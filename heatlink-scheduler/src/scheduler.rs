use std::sync::Arc;
use std::time::Duration;

use dashmap::DashMap;
use futures::stream::{self, StreamExt};
use heatlink_core::{CanonicalSourceId, SourceDescriptor};
use heatlink_support::{Clock, Jitter, Monotonic};
use tracing::{debug, trace};

use crate::backoff::{self, BackoffInput, Freshness};
use crate::dispatch::{DispatchOutcome, Dispatcher};
use crate::entry::ScheduleEntry;

/// Sources dispatched concurrently per tick, unless overridden (§4.6).
pub const DEFAULT_CONCURRENCY: usize = 8;
/// How often the tick loop wakes to look for due sources (§4.6).
pub const TICK_INTERVAL: Duration = Duration::from_secs(1);

/// Adaptive per-source fetch scheduler (§4.6).
///
/// Holds no knowledge of the registry, cache, or HTTP stack — due sources
/// are handed to a [`Dispatcher`] (the Fetch Engine) which reports back what
/// happened so the scheduler can compute the next backoff interval.
pub struct Scheduler {
    entries: DashMap<CanonicalSourceId, ScheduleEntry>,
    clock: Arc<dyn Clock>,
    jitter: Arc<dyn Jitter>,
    dispatcher: Arc<dyn Dispatcher>,
    concurrency: usize,
}

impl Scheduler {
    pub fn new(clock: Arc<dyn Clock>, jitter: Arc<dyn Jitter>, dispatcher: Arc<dyn Dispatcher>) -> Self {
        Self::with_concurrency(clock, jitter, dispatcher, DEFAULT_CONCURRENCY)
    }

    pub fn with_concurrency(
        clock: Arc<dyn Clock>,
        jitter: Arc<dyn Jitter>,
        dispatcher: Arc<dyn Dispatcher>,
        concurrency: usize,
    ) -> Self {
        Self {
            entries: DashMap::new(),
            clock,
            jitter,
            dispatcher,
            concurrency,
        }
    }

    /// Registers (or re-registers) a source, spreading its first due time
    /// across `[now, now + update_interval_ms)` to avoid a thundering herd
    /// on startup (§4.6).
    pub fn register(&self, descriptor: &SourceDescriptor) {
        let spread = backoff::startup_spread(descriptor.update_interval_ms, self.jitter.as_ref());
        let next_due_at = self.clock.now().saturating_add(spread);
        self.entries
            .insert(descriptor.source_id().clone(), ScheduleEntry::new(descriptor, next_due_at));
    }

    pub fn deregister(&self, source_id: &str) {
        let canonical = CanonicalSourceId::canonicalize(source_id);
        self.entries.remove(&canonical);
    }

    /// Due, adaptive-enabled sources ordered by descending priority, ties
    /// broken by oldest `next_due_at` (§4.6).
    fn due_sources(&self, now: Monotonic) -> Vec<CanonicalSourceId> {
        let mut due: Vec<(i32, Monotonic, CanonicalSourceId)> = self
            .entries
            .iter()
            .filter(|entry| entry.is_due(now))
            .map(|entry| (entry.priority, entry.next_due_at, entry.source_id.clone()))
            .collect();
        due.sort_by(|a, b| b.0.cmp(&a.0).then_with(|| a.1.cmp(&b.1)));
        due.into_iter().map(|(_, _, source_id)| source_id).collect()
    }

    /// Dispatches every currently-due source, bounded by `concurrency`
    /// in-flight dispatches, and updates each entry's schedule from the
    /// outcome (§4.6).
    pub async fn tick(&self) {
        let now = self.clock.now();
        let due = self.due_sources(now);
        if due.is_empty() {
            return;
        }
        trace!(count = due.len(), "dispatching due sources");

        let dispatcher = &self.dispatcher;
        let outcomes: Vec<(CanonicalSourceId, DispatchOutcome)> = stream::iter(due)
            .map(|source_id| async move {
                let outcome = dispatcher.dispatch(source_id.clone()).await;
                (source_id, outcome)
            })
            .buffer_unordered(self.concurrency)
            .collect()
            .await;

        for (source_id, outcome) in outcomes {
            self.apply_outcome(&source_id, outcome);
        }
    }

    fn apply_outcome(&self, source_id: &CanonicalSourceId, outcome: DispatchOutcome) {
        let DispatchOutcome::Completed {
            success,
            duration_ms,
            new_item_count,
        } = outcome
        else {
            trace!(source_id = %source_id, "source already in flight, due time unchanged");
            return;
        };

        let Some(mut entry) = self.entries.get_mut(source_id) else {
            return;
        };

        entry.consecutive_failures = if success { 0 } else { entry.consecutive_failures + 1 };
        let freshness = if success {
            Freshness::Succeeded { new_item_count }
        } else {
            Freshness::Failed
        };
        let interval = backoff::next_interval(
            BackoffInput {
                base_ms: entry.update_interval_ms,
                consecutive_failures: entry.consecutive_failures,
                duration_ms,
                freshness,
            },
            self.jitter.as_ref(),
        );
        entry.next_due_at = self.clock.now().saturating_add(interval);
        debug!(source_id = %source_id, interval_ms = interval.as_millis() as u64, "rescheduled source");
    }

    /// Runs the tick loop until `shutdown` fires.
    pub async fn run(self: Arc<Self>, mut shutdown: tokio::sync::watch::Receiver<bool>) {
        let mut ticker = tokio::time::interval(TICK_INTERVAL);
        loop {
            tokio::select! {
                _ = ticker.tick() => self.tick().await,
                result = shutdown.changed() => {
                    if result.is_err() || *shutdown.borrow() {
                        debug!("scheduler shutting down");
                        return;
                    }
                }
            }
        }
    }

    #[cfg(test)]
    pub(crate) fn next_due_at(&self, source_id: &str) -> Option<Monotonic> {
        let canonical = CanonicalSourceId::canonicalize(source_id);
        self.entries.get(&canonical).map(|entry| entry.next_due_at)
    }

    #[cfg(test)]
    pub(crate) fn consecutive_failures(&self, source_id: &str) -> Option<u32> {
        let canonical = CanonicalSourceId::canonicalize(source_id);
        self.entries.get(&canonical).map(|entry| entry.consecutive_failures)
    }
}

#[cfg(test)]
mod tests {
    use super::*;
    use async_trait::async_trait;
    use chrono::{DateTime, Utc};
    use heatlink_core::SourceKind;
    use heatlink_support::{TestClock, TestJitter};
    use std::sync::atomic::{AtomicUsize, Ordering};
    use tokio::sync::Mutex as AsyncMutex;

    struct ScriptedDispatcher {
        calls: AsyncMutex<Vec<CanonicalSourceId>>,
        outcome: DispatchOutcome,
        call_count: AtomicUsize,
    }

    impl ScriptedDispatcher {
        fn new(outcome: DispatchOutcome) -> Self {
            Self {
                calls: AsyncMutex::new(Vec::new()),
                outcome,
                call_count: AtomicUsize::new(0),
            }
        }
    }

    #[async_trait]
    impl Dispatcher for ScriptedDispatcher {
        async fn dispatch(&self, source_id: CanonicalSourceId) -> DispatchOutcome {
            self.call_count.fetch_add(1, Ordering::SeqCst);
            self.calls.lock().await.push(source_id);
            self.outcome
        }
    }

    fn epoch() -> DateTime<Utc> {
        DateTime::parse_from_rfc3339("2026-01-01T00:00:00Z").unwrap().with_timezone(&Utc)
    }

    fn descriptor(source_id: &str, priority: i32) -> SourceDescriptor {
        SourceDescriptor::new(source_id, "Demo", "https://demo", SourceKind::Api, 60_000, 30_000)
            .unwrap()
            .with_priority(priority)
    }

    #[tokio::test]
    async fn source_not_due_before_its_spread_elapses() {
        let clock = Arc::new(TestClock::new(epoch()));
        let jitter = Arc::new(TestJitter::fixed(1.0));
        let dispatcher = Arc::new(ScriptedDispatcher::new(DispatchOutcome::Completed {
            success: true,
            duration_ms: 100,
            new_item_count: 10,
        }));
        let scheduler = Scheduler::new(clock.clone(), jitter, dispatcher.clone());
        scheduler.register(&descriptor("demo", 0));

        scheduler.tick().await;
        assert_eq!(dispatcher.call_count.load(Ordering::SeqCst), 0);

        clock.advance(Duration::from_millis(60_000));
        scheduler.tick().await;
        assert_eq!(dispatcher.call_count.load(Ordering::SeqCst), 1);
    }

    #[tokio::test]
    async fn higher_priority_dispatched_first() {
        let clock = Arc::new(TestClock::new(epoch()));
        let jitter = Arc::new(TestJitter::zero());
        let dispatcher = Arc::new(ScriptedDispatcher::new(DispatchOutcome::Completed {
            success: true,
            duration_ms: 100,
            new_item_count: 10,
        }));
        let scheduler = Scheduler::new(clock.clone(), jitter, dispatcher.clone());
        scheduler.register(&descriptor("low", 0));
        scheduler.register(&descriptor("high", 10));

        let due = scheduler.due_sources(clock.now());
        assert_eq!(due[0].as_str(), "high");
        assert_eq!(due[1].as_str(), "low");
    }

    #[tokio::test]
    async fn skipped_dispatch_does_not_advance_due_time() {
        let clock = Arc::new(TestClock::new(epoch()));
        let jitter = Arc::new(TestJitter::zero());
        let dispatcher = Arc::new(ScriptedDispatcher::new(DispatchOutcome::Skipped));
        let scheduler = Scheduler::new(clock.clone(), jitter, dispatcher);
        scheduler.register(&descriptor("demo", 0));

        let before = scheduler.next_due_at("demo").unwrap();
        scheduler.tick().await;
        let after = scheduler.next_due_at("demo").unwrap();
        assert_eq!(before, after);
    }

    #[tokio::test]
    async fn failure_increments_consecutive_failures_and_extends_interval() {
        let clock = Arc::new(TestClock::new(epoch()));
        let jitter = Arc::new(TestJitter::zero());
        let dispatcher = Arc::new(ScriptedDispatcher::new(DispatchOutcome::Completed {
            success: false,
            duration_ms: 100,
            new_item_count: 0,
        }));
        let scheduler = Scheduler::new(clock.clone(), jitter, dispatcher);
        scheduler.register(&descriptor("demo", 0));
        scheduler.tick().await;

        assert_eq!(scheduler.consecutive_failures("demo"), Some(1));
        let next_due = scheduler.next_due_at("demo").unwrap();
        assert!(next_due.saturating_duration_since(clock.now()) >= Duration::from_millis(120_000));
    }

    #[tokio::test]
    async fn deregistered_source_is_never_dispatched() {
        let clock = Arc::new(TestClock::new(epoch()));
        let jitter = Arc::new(TestJitter::zero());
        let dispatcher = Arc::new(ScriptedDispatcher::new(DispatchOutcome::Completed {
            success: true,
            duration_ms: 100,
            new_item_count: 10,
        }));
        let scheduler = Scheduler::new(clock.clone(), jitter, dispatcher.clone());
        scheduler.register(&descriptor("demo", 0));
        scheduler.deregister("demo");

        clock.advance(Duration::from_millis(60_000));
        scheduler.tick().await;
        assert_eq!(dispatcher.call_count.load(Ordering::SeqCst), 0);
    }
}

## Exercise goal:
Copy out, exactly and alone, the lines of the entries above between the ones holding "pub fn new(clock: Arc<dyn" and "pub fn deregister(&self, source_id: &str)", inclusive.

## Solution for this task:
    pub fn new(clock: Arc<dyn Clock>, jitter: Arc<dyn Jitter>, dispatcher: Arc<dyn Dispatcher>) -> Self {
        Self::with_concurrency(clock, jitter, dispatcher, DEFAULT_CONCURRENCY)
    }

    pub fn with_concurrency(
        clock: Arc<dyn Clock>,
        jitter: Arc<dyn Jitter>,
        dispatcher: Arc<dyn Dispatcher>,
        concurrency: usize,
    ) -> Self {
        Self {
            entries: DashMap::new(),
            clock,
            jitter,
            dispatcher,
            concurrency,
        }
    }

    /// Registers (or re-registers) a source, spreading its first due time
    /// across `[now, now + update_interval_ms)` to avoid a thundering herd
    /// on startup (§4.6).
    pub fn register(&self, descriptor: &SourceDescriptor) {
        let spread = backoff::startup_spread(descriptor.update_interval_ms, self.jitter.as_ref());
        let next_due_at = self.clock.now().saturating_add(spread);
        self.entries
            .insert(descriptor.source_id().clone(), ScheduleEntry::new(descriptor, next_due_at));
    }

    pub fn deregister(&self, source_id: &str) {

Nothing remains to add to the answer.